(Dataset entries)
//! Data tools: external adapters and the memory-backed lookups agents can call.
//!
//! Adapters are opaque, fallible I/O. [`ToolContext::execute`] runs one parsed call
//! under a timeout and renders its result as text for the conversation; failures
//! come back as [`AdapterError`] for the dispatcher to turn into a tool message.

mod podcasts;
mod tavily;
mod youtube;

pub use podcasts::ApplePodcasts;
pub use tavily::TavilySearch;
pub use youtube::YoutubeSource;

use crate::error::{AdapterError, AdapterResult};
use crate::memory::{CatalogMemory, Episode};
use async_trait::async_trait;
use serde::{Deserialize, Serialize};
use std::sync::Arc;
use std::time::Duration;
use tracing::{info, instrument};

/// A video search hit.
#[derive(Debug, Clone, PartialEq, Serialize, Deserialize)]
pub struct VideoHit {
    pub id: String,
    pub title: String,
    pub url: String,
    #[serde(default, skip_serializing_if = "Option::is_none")]
    pub channel: Option<String>,
    #[serde(default, skip_serializing_if = "Option::is_none")]
    pub duration_seconds: Option<u32>,
}

/// Plain-text transcript of a video.
#[derive(Debug, Clone, PartialEq, Serialize, Deserialize)]
pub struct Transcript {
    pub video_id: String,
    pub title: String,
    pub url: String,
    pub text: String,
}

/// Web search provider.
#[async_trait]
pub trait WebSearch: Send + Sync {
    async fn search(&self, query: &str) -> AdapterResult<serde_json::Value>;
}

/// Video search and transcript retrieval.
#[async_trait]
pub trait VideoSource: Send + Sync {
    async fn search_videos(&self, query: &str) -> AdapterResult<Vec<VideoHit>>;

    /// Transcript of the video named by `query` (URL, ID, or search terms).
    async fn get_transcript(&self, query: &str) -> AdapterResult<Transcript>;
}

/// Podcast episode catalog.
#[async_trait]
pub trait PodcastCatalog: Send + Sync {
    async fn episodes_by_title(
        &self,
        podcast_name: &str,
        title_query: &str,
    ) -> AdapterResult<Vec<Episode>>;
}

/// The data tools an agent can be given.
#[derive(Debug, Clone, Copy, PartialEq, Eq, Hash, Serialize, Deserialize)]
#[serde(rename_all = "snake_case")]
pub enum DataTool {
    WebSearch,
    SearchVideos,
    GetTranscript,
    GetEpisodesByTitle,
    FindEpisode,
    SearchEpisodes,
}

impl DataTool {
    pub const ALL: [DataTool; 6] = [
        DataTool::WebSearch,
        DataTool::SearchVideos,
        DataTool::GetTranscript,
        DataTool::GetEpisodesByTitle,
        DataTool::FindEpisode,
        DataTool::SearchEpisodes,
    ];

    /// Function name exposed to the model.
    pub fn name(&self) -> &'static str {
        match self {
            DataTool::WebSearch => "web_search",
            DataTool::SearchVideos => "search_videos",
            DataTool::GetTranscript => "get_transcript",
            DataTool::GetEpisodesByTitle => "get_episodes_by_title",
            DataTool::FindEpisode => "find_episode",
            DataTool::SearchEpisodes => "search_episodes",
        }
    }

    pub fn from_name(name: &str) -> Option<Self> {
        Self::ALL.into_iter().find(|t| t.name() == name)
    }

    pub fn description(&self) -> &'static str {
        match self {
            DataTool::WebSearch => {
                "Search the web for current information. Returns ranked results with titles, URLs and content snippets."
            }
            DataTool::SearchVideos => {
                "Search YouTube for videos matching a query. Returns titles, URLs and IDs."
            }
            DataTool::GetTranscript => {
                "Get the transcript of a YouTube video. Accepts a video URL, a video ID, or a topic to search for."
            }
            DataTool::GetEpisodesByTitle => {
                "Fetch the episode list of a podcast by name, narrowed to episodes whose title contains the title query. \
                Returns the full list when no title matches."
            }
            DataTool::FindEpisode => {
                "Find an episode by title among podcasts fetched earlier in this session, without re-fetching."
            }
            DataTool::SearchEpisodes => {
                "Search titles, subtitles and topics of every episode fetched earlier in this session."
            }
        }
    }

    /// JSON schema of the arguments.
    pub fn parameters(&self) -> serde_json::Value {
        match self {
            DataTool::WebSearch => serde_json::json!({
                "type": "object",
                "properties": {
                    "query": { "type": "string", "description": "The search query" }
                },
                "required": ["query"]
            }),
            DataTool::SearchVideos => serde_json::json!({
                "type": "object",
                "properties": {
                    "query": { "type": "string", "description": "The video search query" }
                },
                "required": ["query"]
            }),
            DataTool::GetTranscript => serde_json::json!({
                "type": "object",
                "properties": {
                    "query": {
                        "type": "string",
                        "description": "Video URL, video ID, or a description of the video"
                    }
                },
                "required": ["query"]
            }),
            DataTool::GetEpisodesByTitle | DataTool::FindEpisode => serde_json::json!({
                "type": "object",
                "properties": {
                    "podcast_name": { "type": "string", "description": "Name of the podcast" },
                    "title": { "type": "string", "description": "Episode title or part of it" }
                },
                "required": ["podcast_name"]
            }),
            DataTool::SearchEpisodes => serde_json::json!({
                "type": "object",
                "properties": {
                    "query": { "type": "string", "description": "Words to look for" }
                },
                "required": ["query"]
            }),
        }
    }
}

impl std::fmt::Display for DataTool {
    fn fmt(&self, f: &mut std::fmt::Formatter<'_>) -> std::fmt::Result {
        f.write_str(self.name())
    }
}

/// A data tool call with validated arguments.
#[derive(Debug, Clone, PartialEq)]
pub enum ToolCall {
    WebSearch { query: String },
    SearchVideos { query: String },
    GetTranscript { query: String },
    GetEpisodesByTitle { podcast_name: String, title: String },
    FindEpisode { podcast_name: String, title: String },
    SearchEpisodes { query: String },
}

impl ToolCall {
    pub fn tool(&self) -> DataTool {
        match self {
            ToolCall::WebSearch { .. } => DataTool::WebSearch,
            ToolCall::SearchVideos { .. } => DataTool::SearchVideos,
            ToolCall::GetTranscript { .. } => DataTool::GetTranscript,
            ToolCall::GetEpisodesByTitle { .. } => DataTool::GetEpisodesByTitle,
            ToolCall::FindEpisode { .. } => DataTool::FindEpisode,
            ToolCall::SearchEpisodes { .. } => DataTool::SearchEpisodes,
        }
    }
}

/// Parse and validate the JSON arguments of a data tool call.
pub fn parse_tool_call(tool: DataTool, arguments: &str) -> AdapterResult<ToolCall> {
    let args: serde_json::Value = if arguments.trim().is_empty() {
        serde_json::json!({})
    } else {
        serde_json::from_str(arguments)
            .map_err(|e| AdapterError::InvalidArguments(format!("Invalid tool arguments: {}", e)))?
    };

    match tool {
        DataTool::WebSearch => Ok(ToolCall::WebSearch {
            query: required_str(&args, "query")?,
        }),
        DataTool::SearchVideos => Ok(ToolCall::SearchVideos {
            query: required_str(&args, "query")?,
        }),
        DataTool::GetTranscript => Ok(ToolCall::GetTranscript {
            query: required_str(&args, "query")?,
        }),
        DataTool::GetEpisodesByTitle => Ok(ToolCall::GetEpisodesByTitle {
            podcast_name: required_str(&args, "podcast_name")?,
            title: optional_str(&args, "title"),
        }),
        DataTool::FindEpisode => Ok(ToolCall::FindEpisode {
            podcast_name: required_str(&args, "podcast_name")?,
            title: required_str(&args, "title")?,
        }),
        DataTool::SearchEpisodes => Ok(ToolCall::SearchEpisodes {
            query: required_str(&args, "query")?,
        }),
    }
}

fn required_str(args: &serde_json::Value, key: &str) -> AdapterResult<String> {
    args[key]
        .as_str()
        .map(str::trim)
        .filter(|s| !s.is_empty())
        .map(str::to_string)
        .ok_or_else(|| AdapterError::InvalidArguments(format!("Missing '{}' argument", key)))
}

fn optional_str(args: &serde_json::Value, key: &str) -> String {
    args[key].as_str().map(str::trim).unwrap_or_default().to_string()
}

/// Tool execution context with access to the external adapters.
pub struct ToolContext {
    pub web: Arc<dyn WebSearch>,
    pub videos: Arc<dyn VideoSource>,
    pub podcasts: Arc<dyn PodcastCatalog>,
    timeout: Duration,
}

impl ToolContext {
    /// Default per-call timeout.
    pub const DEFAULT_TIMEOUT: Duration = Duration::from_secs(60);

    pub fn new(
        web: Arc<dyn WebSearch>,
        videos: Arc<dyn VideoSource>,
        podcasts: Arc<dyn PodcastCatalog>,
    ) -> Self {
        Self {
            web,
            videos,
            podcasts,
            timeout: Self::DEFAULT_TIMEOUT,
        }
    }

    /// Set the per-call timeout.
    pub fn with_timeout(mut self, timeout: Duration) -> Self {
        self.timeout = timeout;
        self
    }

    /// Execute a tool call and return the result as text.
    ///
    /// Fetched episode lists are stored in `memory` under the podcast name.
    #[instrument(skip(self, memory), fields(tool = %call.tool()))]
    pub async fn execute(&self, call: &ToolCall, memory: &CatalogMemory) -> AdapterResult<String> {
        match tokio::time::timeout(self.timeout, self.dispatch(call, memory)).await {
            Ok(result) => result,
            Err(_) => Err(AdapterError::Timeout {
                elapsed: self.timeout,
            }),
        }
    }

    async fn dispatch(&self, call: &ToolCall, memory: &CatalogMemory) -> AdapterResult<String> {
        match call {
            ToolCall::WebSearch { query } => {
                let results = self.web.search(query).await?;
                to_pretty_json(&results)
            }
            ToolCall::SearchVideos { query } => {
                let hits = self.videos.search_videos(query).await?;
                if hits.is_empty() {
                    return Ok(format!("No videos found for '{}'.", query));
                }
                Ok(format!("Found {} videos:\n{}", hits.len(), to_pretty_json(&hits)?))
            }
            ToolCall::GetTranscript { query } => {
                let transcript = self.videos.get_transcript(query).await?;
                Ok(format!(
                    "# {}\n\nVideo: {} ({})\n\n{}",
                    transcript.title, transcript.video_id, transcript.url, transcript.text
                ))
            }
            ToolCall::GetEpisodesByTitle { podcast_name, title } => {
                let episodes = self.podcasts.episodes_by_title(podcast_name, title).await?;
                info!("Fetched {} episodes of '{}'", episodes.len(), podcast_name);
                let rendered = to_pretty_json(&episodes)?;
                let count = episodes.len();
                memory.store(podcast_name, episodes);
                Ok(format!(
                    "Episodes of '{}' ({}):\n{}",
                    podcast_name, count, rendered
                ))
            }
            ToolCall::FindEpisode { podcast_name, title } => {
                match memory.find_by_title(podcast_name, title) {
                    Some(episode) => to_pretty_json(&episode),
                    None if memory.get_episodes(podcast_name).is_none() => {
                        Err(AdapterError::NotFound(format!(
                            "No episodes of '{}' have been fetched yet",
                            podcast_name
                        )))
                    }
                    None => Err(AdapterError::NotFound(format!(
                        "No episode of '{}' matches '{}'",
                        podcast_name, title
                    ))),
                }
            }
            ToolCall::SearchEpisodes { query } => {
                let matches = memory.search_all(query);
                if matches.is_empty() {
                    return Ok(format!("No stored episodes match '{}'.", query));
                }
                Ok(format!(
                    "Found {} episodes:\n{}",
                    matches.len(),
                    to_pretty_json(&matches)?
                ))
            }
        }
    }
}

fn to_pretty_json<T: Serialize + ?Sized>(value: &T) -> AdapterResult<String> {
    serde_json::to_string_pretty(value).map_err(|e| AdapterError::Malformed(e.to_string()))
}

/// In-memory adapters for tests.
#[cfg(test)]
pub(crate) mod fakes {
    use super::*;
    use std::sync::Mutex;

    /// Adapters answering from fixed data and recording every call.
    #[derive(Default)]
    pub struct StaticSources {
        pub web_result: Option<serde_json::Value>,
        pub videos: Vec<VideoHit>,
        pub transcript: Option<Transcript>,
        pub episodes: Vec<Episode>,
        pub delay: Option<Duration>,
        pub calls: Mutex<Vec<String>>,
    }

    impl StaticSources {
        fn record(&self, call: String) {
            self.calls.lock().unwrap().push(call);
        }

        pub fn calls(&self) -> Vec<String> {
            self.calls.lock().unwrap().clone()
        }

        async fn maybe_wait(&self) {
            if let Some(delay) = self.delay {
                tokio::time::sleep(delay).await;
            }
        }
    }

    #[async_trait]
    impl WebSearch for StaticSources {
        async fn search(&self, query: &str) -> AdapterResult<serde_json::Value> {
            self.record(format!("web_search({})", query));
            self.maybe_wait().await;
            self.web_result
                .clone()
                .ok_or_else(|| AdapterError::Network("search provider unreachable".to_string()))
        }
    }

    #[async_trait]
    impl VideoSource for StaticSources {
        async fn search_videos(&self, query: &str) -> AdapterResult<Vec<VideoHit>> {
            self.record(format!("search_videos({})", query));
            self.maybe_wait().await;
            Ok(self.videos.clone())
        }

        async fn get_transcript(&self, query: &str) -> AdapterResult<Transcript> {
            self.record(format!("get_transcript({})", query));
            self.maybe_wait().await;
            self.transcript
                .clone()
                .ok_or_else(|| AdapterError::NotFound(format!("No transcript for '{}'", query)))
        }
    }

    #[async_trait]
    impl PodcastCatalog for StaticSources {
        async fn episodes_by_title(
            &self,
            podcast_name: &str,
            title_query: &str,
        ) -> AdapterResult<Vec<Episode>> {
            self.record(format!("episodes_by_title({}, {})", podcast_name, title_query));
            self.maybe_wait().await;
            if self.episodes.is_empty() {
                return Err(AdapterError::NotFound(format!("Podcast '{}'", podcast_name)));
            }
            Ok(self.episodes.clone())
        }
    }

    /// A tool context whose adapters all share `sources`.
    pub fn context(sources: Arc<StaticSources>) -> ToolContext {
        ToolContext::new(sources.clone(), sources.clone(), sources)
    }
}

DIRECTIONS FOR THIS TASK
Each line above that carries the string "provider" has to be returned.

RESPONSE
/// Web search provider.
                .ok_or_else(|| AdapterError::Network("search provider unreachable".to_string()))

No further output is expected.